[[ EXTRACTED MATERIAL, beginning ]]

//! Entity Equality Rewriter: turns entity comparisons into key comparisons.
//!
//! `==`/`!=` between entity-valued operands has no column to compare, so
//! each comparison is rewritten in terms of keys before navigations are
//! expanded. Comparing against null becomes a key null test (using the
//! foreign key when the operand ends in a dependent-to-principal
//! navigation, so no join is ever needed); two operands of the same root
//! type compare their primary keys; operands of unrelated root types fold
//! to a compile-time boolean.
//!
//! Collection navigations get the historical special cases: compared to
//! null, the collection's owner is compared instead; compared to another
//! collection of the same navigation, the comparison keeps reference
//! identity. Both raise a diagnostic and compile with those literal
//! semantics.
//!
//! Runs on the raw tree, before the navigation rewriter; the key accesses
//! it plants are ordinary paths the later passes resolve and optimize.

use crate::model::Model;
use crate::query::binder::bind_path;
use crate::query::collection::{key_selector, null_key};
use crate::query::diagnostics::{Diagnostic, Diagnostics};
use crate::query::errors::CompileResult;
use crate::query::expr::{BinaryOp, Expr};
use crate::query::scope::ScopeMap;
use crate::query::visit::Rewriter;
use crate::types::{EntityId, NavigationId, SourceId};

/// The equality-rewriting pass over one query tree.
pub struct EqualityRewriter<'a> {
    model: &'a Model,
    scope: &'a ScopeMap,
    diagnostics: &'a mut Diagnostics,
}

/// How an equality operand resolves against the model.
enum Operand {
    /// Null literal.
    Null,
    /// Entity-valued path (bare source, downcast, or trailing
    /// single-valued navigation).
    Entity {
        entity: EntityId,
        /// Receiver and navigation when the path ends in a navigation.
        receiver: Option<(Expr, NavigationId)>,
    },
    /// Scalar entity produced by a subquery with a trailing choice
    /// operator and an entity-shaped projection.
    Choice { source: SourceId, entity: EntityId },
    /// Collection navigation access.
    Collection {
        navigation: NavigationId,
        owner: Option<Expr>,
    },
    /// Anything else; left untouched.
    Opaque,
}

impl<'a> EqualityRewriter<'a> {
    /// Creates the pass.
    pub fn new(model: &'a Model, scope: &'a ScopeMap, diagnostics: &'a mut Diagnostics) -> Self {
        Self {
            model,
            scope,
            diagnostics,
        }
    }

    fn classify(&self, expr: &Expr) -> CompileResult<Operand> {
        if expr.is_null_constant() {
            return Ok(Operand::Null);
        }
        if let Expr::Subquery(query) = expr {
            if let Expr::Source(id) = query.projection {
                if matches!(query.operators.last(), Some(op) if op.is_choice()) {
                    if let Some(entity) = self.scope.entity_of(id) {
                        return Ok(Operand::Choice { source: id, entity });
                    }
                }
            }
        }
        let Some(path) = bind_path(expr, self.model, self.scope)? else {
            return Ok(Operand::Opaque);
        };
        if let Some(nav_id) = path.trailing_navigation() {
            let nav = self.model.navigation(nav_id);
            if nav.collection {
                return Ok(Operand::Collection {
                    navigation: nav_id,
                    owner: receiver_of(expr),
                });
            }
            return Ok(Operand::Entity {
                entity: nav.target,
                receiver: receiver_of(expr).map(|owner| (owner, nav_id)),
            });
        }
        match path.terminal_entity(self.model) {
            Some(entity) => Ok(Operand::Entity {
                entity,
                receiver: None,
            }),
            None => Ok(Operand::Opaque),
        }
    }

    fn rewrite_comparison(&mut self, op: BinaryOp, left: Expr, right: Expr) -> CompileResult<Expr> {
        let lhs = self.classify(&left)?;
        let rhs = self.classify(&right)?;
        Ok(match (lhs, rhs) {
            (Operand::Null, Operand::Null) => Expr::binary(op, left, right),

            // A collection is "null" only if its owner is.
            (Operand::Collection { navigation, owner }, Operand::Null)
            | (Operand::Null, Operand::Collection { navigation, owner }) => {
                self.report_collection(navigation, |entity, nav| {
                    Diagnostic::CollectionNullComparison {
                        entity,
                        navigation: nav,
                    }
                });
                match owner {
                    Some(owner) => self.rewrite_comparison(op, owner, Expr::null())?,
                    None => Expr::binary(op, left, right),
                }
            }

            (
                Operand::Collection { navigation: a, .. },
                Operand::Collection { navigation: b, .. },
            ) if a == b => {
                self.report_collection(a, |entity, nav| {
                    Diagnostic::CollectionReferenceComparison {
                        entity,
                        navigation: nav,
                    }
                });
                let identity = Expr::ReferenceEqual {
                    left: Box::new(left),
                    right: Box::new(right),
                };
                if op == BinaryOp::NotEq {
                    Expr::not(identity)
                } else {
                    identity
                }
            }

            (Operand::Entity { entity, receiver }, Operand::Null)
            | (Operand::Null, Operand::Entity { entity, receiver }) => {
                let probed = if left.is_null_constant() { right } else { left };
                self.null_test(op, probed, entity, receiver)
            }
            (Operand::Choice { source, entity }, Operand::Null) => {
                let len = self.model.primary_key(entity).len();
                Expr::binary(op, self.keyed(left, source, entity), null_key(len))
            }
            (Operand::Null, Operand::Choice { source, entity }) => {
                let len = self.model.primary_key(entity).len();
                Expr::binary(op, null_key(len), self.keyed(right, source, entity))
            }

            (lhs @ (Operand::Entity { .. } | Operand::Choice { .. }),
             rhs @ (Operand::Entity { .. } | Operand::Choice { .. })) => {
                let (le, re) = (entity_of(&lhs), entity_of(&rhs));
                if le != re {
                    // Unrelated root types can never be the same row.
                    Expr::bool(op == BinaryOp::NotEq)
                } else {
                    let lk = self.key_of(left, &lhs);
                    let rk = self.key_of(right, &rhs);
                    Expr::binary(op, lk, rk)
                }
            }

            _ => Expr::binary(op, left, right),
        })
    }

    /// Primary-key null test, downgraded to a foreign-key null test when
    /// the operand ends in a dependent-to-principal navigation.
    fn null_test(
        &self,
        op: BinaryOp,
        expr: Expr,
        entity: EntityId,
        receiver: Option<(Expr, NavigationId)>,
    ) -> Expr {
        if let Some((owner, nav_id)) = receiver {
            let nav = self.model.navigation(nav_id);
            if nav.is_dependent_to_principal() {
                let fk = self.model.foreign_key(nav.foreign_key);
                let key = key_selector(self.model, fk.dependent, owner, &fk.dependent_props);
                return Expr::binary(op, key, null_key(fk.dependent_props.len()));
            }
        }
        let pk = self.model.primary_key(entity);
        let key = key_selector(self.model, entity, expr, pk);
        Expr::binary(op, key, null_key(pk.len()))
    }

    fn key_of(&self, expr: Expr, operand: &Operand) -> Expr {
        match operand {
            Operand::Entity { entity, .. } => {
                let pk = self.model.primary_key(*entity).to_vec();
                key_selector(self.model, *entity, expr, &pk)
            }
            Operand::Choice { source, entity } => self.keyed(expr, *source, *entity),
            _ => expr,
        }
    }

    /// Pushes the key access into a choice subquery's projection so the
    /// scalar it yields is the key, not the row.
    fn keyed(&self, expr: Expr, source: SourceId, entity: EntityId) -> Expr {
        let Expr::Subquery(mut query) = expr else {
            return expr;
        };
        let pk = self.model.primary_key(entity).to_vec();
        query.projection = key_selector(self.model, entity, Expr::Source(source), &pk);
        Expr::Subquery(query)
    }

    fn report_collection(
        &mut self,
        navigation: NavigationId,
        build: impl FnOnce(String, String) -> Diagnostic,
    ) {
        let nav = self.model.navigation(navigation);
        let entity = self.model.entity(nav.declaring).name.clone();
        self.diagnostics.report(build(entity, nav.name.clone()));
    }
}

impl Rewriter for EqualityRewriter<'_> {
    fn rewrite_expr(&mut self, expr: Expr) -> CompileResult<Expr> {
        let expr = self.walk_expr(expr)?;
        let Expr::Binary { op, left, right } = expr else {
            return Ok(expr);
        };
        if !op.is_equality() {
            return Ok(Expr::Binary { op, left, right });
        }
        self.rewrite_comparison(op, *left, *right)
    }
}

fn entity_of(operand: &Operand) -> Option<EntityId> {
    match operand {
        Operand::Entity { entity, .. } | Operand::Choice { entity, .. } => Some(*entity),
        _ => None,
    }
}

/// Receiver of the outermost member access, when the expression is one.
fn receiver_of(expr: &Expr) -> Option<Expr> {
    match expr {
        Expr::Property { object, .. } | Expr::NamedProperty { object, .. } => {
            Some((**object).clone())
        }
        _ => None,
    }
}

[[ EXTRACTED MATERIAL, end ]]
[[ EXTRACTED MATERIAL, beginning ]]

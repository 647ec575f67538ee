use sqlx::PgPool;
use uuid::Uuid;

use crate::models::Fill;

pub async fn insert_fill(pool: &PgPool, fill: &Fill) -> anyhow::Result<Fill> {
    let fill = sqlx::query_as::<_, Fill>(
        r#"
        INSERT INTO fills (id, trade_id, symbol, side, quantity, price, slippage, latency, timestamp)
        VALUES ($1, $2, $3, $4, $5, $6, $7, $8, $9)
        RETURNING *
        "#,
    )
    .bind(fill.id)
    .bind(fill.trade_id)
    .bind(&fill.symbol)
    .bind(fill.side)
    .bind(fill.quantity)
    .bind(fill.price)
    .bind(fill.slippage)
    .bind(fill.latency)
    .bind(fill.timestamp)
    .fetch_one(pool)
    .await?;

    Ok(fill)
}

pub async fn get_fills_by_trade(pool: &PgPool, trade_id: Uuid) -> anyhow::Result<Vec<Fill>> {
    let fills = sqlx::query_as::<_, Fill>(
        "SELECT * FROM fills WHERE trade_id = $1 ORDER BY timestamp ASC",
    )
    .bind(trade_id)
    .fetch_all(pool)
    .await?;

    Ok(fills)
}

[[ EXTRACTED MATERIAL, end ]]
[[ EXTRACTED MATERIAL, beginning ]]

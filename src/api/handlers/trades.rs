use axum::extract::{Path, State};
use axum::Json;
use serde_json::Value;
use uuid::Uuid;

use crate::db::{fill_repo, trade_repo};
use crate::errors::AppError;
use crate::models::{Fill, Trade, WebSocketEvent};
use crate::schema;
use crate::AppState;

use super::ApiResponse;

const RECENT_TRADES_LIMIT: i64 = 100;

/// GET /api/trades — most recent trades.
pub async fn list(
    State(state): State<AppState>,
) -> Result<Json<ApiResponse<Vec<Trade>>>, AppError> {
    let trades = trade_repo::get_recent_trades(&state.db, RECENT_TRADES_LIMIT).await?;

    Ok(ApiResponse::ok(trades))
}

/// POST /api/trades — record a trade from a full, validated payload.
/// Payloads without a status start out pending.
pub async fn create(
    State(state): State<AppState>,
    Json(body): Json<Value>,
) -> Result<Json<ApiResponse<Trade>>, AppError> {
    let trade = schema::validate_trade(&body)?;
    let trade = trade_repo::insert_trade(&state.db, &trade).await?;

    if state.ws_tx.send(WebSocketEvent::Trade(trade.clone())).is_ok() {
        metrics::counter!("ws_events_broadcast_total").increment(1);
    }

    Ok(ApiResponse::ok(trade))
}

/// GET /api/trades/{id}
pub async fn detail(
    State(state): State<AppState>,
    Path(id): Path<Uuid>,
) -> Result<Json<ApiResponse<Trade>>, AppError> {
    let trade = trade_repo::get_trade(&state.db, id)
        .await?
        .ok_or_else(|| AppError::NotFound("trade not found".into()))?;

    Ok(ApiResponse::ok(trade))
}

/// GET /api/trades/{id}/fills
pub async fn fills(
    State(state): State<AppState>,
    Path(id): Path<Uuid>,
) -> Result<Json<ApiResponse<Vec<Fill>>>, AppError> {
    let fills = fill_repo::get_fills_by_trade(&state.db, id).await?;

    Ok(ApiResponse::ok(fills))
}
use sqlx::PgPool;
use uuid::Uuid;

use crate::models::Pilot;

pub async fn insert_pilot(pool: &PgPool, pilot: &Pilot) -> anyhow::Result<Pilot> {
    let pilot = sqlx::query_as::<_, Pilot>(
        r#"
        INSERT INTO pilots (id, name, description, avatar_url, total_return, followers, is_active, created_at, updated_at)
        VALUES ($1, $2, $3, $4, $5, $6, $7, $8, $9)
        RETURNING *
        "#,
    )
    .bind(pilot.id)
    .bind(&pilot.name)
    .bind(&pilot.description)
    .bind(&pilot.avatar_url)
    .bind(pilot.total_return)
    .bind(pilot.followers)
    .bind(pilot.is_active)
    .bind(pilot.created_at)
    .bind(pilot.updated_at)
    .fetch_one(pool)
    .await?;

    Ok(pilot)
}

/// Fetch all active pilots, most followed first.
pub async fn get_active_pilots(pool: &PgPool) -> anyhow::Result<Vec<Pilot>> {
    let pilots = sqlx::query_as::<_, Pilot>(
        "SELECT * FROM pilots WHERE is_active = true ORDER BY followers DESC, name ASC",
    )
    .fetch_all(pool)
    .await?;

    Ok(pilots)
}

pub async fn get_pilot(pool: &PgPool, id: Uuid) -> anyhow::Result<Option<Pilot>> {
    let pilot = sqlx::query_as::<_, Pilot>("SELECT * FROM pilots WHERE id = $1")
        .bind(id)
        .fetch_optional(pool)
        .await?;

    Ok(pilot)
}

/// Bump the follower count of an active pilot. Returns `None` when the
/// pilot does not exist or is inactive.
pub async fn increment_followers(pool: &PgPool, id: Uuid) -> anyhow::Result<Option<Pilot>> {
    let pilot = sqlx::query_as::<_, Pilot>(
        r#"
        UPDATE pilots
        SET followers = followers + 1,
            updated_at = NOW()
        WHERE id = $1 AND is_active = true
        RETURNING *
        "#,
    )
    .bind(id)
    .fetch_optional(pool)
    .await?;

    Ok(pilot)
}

[[ EXTRACTED MATERIAL, end ]]

- _BRIEF_: Scan the records above for the lines holding "into key comparisons." and "Collection navigation access.". Transcribe those two and every line between them word for word, and no others.

- _SOLVED PROBLEM_:
//! Entity Equality Rewriter: turns entity comparisons into key comparisons.
//!
//! `==`/`!=` between entity-valued operands has no column to compare, so
//! each comparison is rewritten in terms of keys before navigations are
//! expanded. Comparing against null becomes a key null test (using the
//! foreign key when the operand ends in a dependent-to-principal
//! navigation, so no join is ever needed); two operands of the same root
//! type compare their primary keys; operands of unrelated root types fold
//! to a compile-time boolean.
//!
//! Collection navigations get the historical special cases: compared to
//! null, the collection's owner is compared instead; compared to another
//! collection of the same navigation, the comparison keeps reference
//! identity. Both raise a diagnostic and compile with those literal
//! semantics.
//!
//! Runs on the raw tree, before the navigation rewriter; the key accesses
//! it plants are ordinary paths the later passes resolve and optimize.

use crate::model::Model;
use crate::query::binder::bind_path;
use crate::query::collection::{key_selector, null_key};
use crate::query::diagnostics::{Diagnostic, Diagnostics};
use crate::query::errors::CompileResult;
use crate::query::expr::{BinaryOp, Expr};
use crate::query::scope::ScopeMap;
use crate::query::visit::Rewriter;
use crate::types::{EntityId, NavigationId, SourceId};

/// The equality-rewriting pass over one query tree.
pub struct EqualityRewriter<'a> {
    model: &'a Model,
    scope: &'a ScopeMap,
    diagnostics: &'a mut Diagnostics,
}

/// How an equality operand resolves against the model.
enum Operand {
    /// Null literal.
    Null,
    /// Entity-valued path (bare source, downcast, or trailing
    /// single-valued navigation).
    Entity {
        entity: EntityId,
        /// Receiver and navigation when the path ends in a navigation.
        receiver: Option<(Expr, NavigationId)>,
    },
    /// Scalar entity produced by a subquery with a trailing choice
    /// operator and an entity-shaped projection.
    Choice { source: SourceId, entity: EntityId },
    /// Collection navigation access.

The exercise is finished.